▶ Exercise aim:
Find each line below that includes "unless", then copy it.

Saved data entries
__________________________________________________

use std::path::PathBuf;

use serde::{Deserialize, Serialize};

use dbsync_core::{Direction, Environment, ExclusionSet, RedactedConnection, Settings, SyncError};
use dbsync_store::ConnectOptions;

use crate::auxiliary::CacheConfig;

/// Rows per insert statement unless overridden.
pub const DEFAULT_BATCH_SIZE: usize = 500;
pub const DEFAULT_MANIFEST_PATH: &str = "sync_manifest.json";
/// Tables that `--exclude-volatile` leaves out unless the settings file
/// names others.
pub const DEFAULT_VOLATILE_TABLES: &[&str] = &["django_session", "django_content_type"];

/// Options for one sync run.
#[derive(Debug, Clone)]
pub struct SyncOptions {
    pub direction: Direction,
    /// Skip the interactive confirmation.
    pub assume_yes: bool,
    /// Delete and recreate a file target instead of clearing it in place.
    pub wipe: bool,
    pub keep_manifest: bool,
    pub manifest_path: PathBuf,
    pub exclusions: ExclusionSet,
    pub batch_size: usize,
    /// Migration scripts; an engine-named subdirectory wins when present.
    pub migrations_dir: Option<PathBuf>,
    pub cache: CacheConfig,
    pub connect: ConnectOptions,
}

impl SyncOptions {
    pub fn new(direction: Direction) -> Self {
        Self {
            direction,
            assume_yes: false,
            wipe: true,
            keep_manifest: false,
            manifest_path: PathBuf::from(DEFAULT_MANIFEST_PATH),
            exclusions: ExclusionSet::default(),
            batch_size: DEFAULT_BATCH_SIZE,
            migrations_dir: None,
            cache: CacheConfig::default(),
            connect: ConnectOptions::default(),
        }
    }

    /// Defaults overlaid with the settings file and the environment.
    pub fn from_settings(direction: Direction, settings: &Settings, env: &Environment) -> Self {
        let sync = &settings.sync;
        let mut options = Self::new(direction);
        if let Some(batch_size) = sync.batch_size {
            options.batch_size = batch_size;
        }
        if let Some(path) = &sync.manifest_path {
            options.manifest_path = path.clone();
        }
        options.migrations_dir = sync.migrations_dir.clone();
        options.exclusions = ExclusionSet::new(sync.exclude.iter().cloned());
        options.cache = CacheConfig::resolve(settings, env);
        options
    }

    /// Add the configured volatile tables to the exclusion set.
    pub fn exclude_volatile(&mut self, settings: &Settings) {
        match &settings.sync.volatile_tables {
            Some(tables) => self.exclusions.extend(tables.iter().cloned()),
            None => self
                .exclusions
                .extend(DEFAULT_VOLATILE_TABLES.iter().copied()),
        }
    }

    pub fn validate(&self) -> Result<(), SyncError> {
        if self.batch_size == 0 {
            return Err(SyncError::Configuration(
                "batch size must be at least 1".to_string(),
            ));
        }
        Ok(())
    }
}

#[derive(Debug, Clone, Copy, PartialEq, Eq, Serialize, Deserialize)]
#[serde(rename_all = "snake_case")]
pub enum RunStatus {
    Success,
    Failed,
    Aborted,
}

/// Per-table outcome.
#[derive(Debug, Clone, Serialize, Deserialize)]
pub struct TableReport {
    pub table: String,
    pub rank: usize,
    pub rows_exported: u64,
    pub rows_imported: u64,
    pub batches: u64,
    #[serde(default, skip_serializing_if = "Option::is_none")]
    pub sequence_next_value: Option<i64>,
}

/// Non-fatal problem recorded during a run.
#[derive(Debug, Clone, Serialize, Deserialize)]
pub struct SyncIssue {
    pub code: String,
    pub message: String,
    #[serde(default, skip_serializing_if = "Option::is_none")]
    pub table: Option<String>,
}

/// Fatal error summary carried by a failed report.
#[derive(Debug, Clone, Serialize, Deserialize)]
pub struct ErrorSummary {
    pub kind: String,
    pub message: String,
    pub exit_code: u8,
}

/// Report for a sync run.
#[derive(Debug, Clone, Serialize, Deserialize)]
pub struct SyncReport {
    pub run_id: String,
    pub direction: Direction,
    pub status: RunStatus,
    pub started_at: String,
    pub finished_at: Option<String>,
    pub duration_ms: u128,
    pub source: RedactedConnection,
    pub target: RedactedConnection,
    pub excluded: Vec<String>,
    pub migrations_known: usize,
    pub tables_cleared: usize,
    pub tables: Vec<TableReport>,
    pub tables_processed: usize,
    pub rows_moved: u64,
    pub sequences_reset: usize,
    pub manifest_path: Option<String>,
    pub warnings: Vec<SyncIssue>,
    pub error: Option<ErrorSummary>,
}

impl SyncReport {
    pub fn new(
        run_id: String,
        direction: Direction,
        source: RedactedConnection,
        target: RedactedConnection,
    ) -> Self {
        Self {
            run_id,
            direction,
            status: RunStatus::Failed,
            started_at: chrono::Utc::now().to_rfc3339(),
            finished_at: None,
            duration_ms: 0,
            source,
            target,
            excluded: Vec::new(),
            migrations_known: 0,
            tables_cleared: 0,
            tables: Vec::new(),
            tables_processed: 0,
            rows_moved: 0,
            sequences_reset: 0,
            manifest_path: None,
            warnings: Vec::new(),
            error: None,
        }
    }

    pub fn warn(&mut self, code: &str, message: impl Into<String>, table: Option<&str>) {
        self.warnings.push(SyncIssue {
            code: code.to_string(),
            message: message.into(),
            table: table.map(str::to_string),
        });
    }

    pub fn table_mut(&mut self, table: &str) -> Option<&mut TableReport> {
        self.tables.iter_mut().find(|report| report.table == table)
    }

    pub fn fail(&mut self, error: &SyncError) {
        self.status = match error {
            SyncError::Aborted(_) => RunStatus::Aborted,
            _ => RunStatus::Failed,
        };
        self.error = Some(ErrorSummary {
            kind: error.kind().to_string(),
            message: error.to_string(),
            exit_code: error.exit_code(),
        });
    }

    /// One-line pass/fail summary with counts.
    pub fn summary_line(&self) -> String {
        let status = match self.status {
            RunStatus::Success => "PASS",
            RunStatus::Failed => "FAIL",
            RunStatus::Aborted => "ABORTED",
        };
        format!(
            "{status} {}: {} tables, {} rows, {} sequences reset, {} warnings",
            self.direction,
            self.tables_processed,
            self.rows_moved,
            self.sequences_reset,
            self.warnings.len()
        )
    }
}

__________________________________________________

▶ Result of the exercise:
/// Rows per insert statement unless overridden.
/// Tables that `--exclude-volatile` leaves out unless the settings file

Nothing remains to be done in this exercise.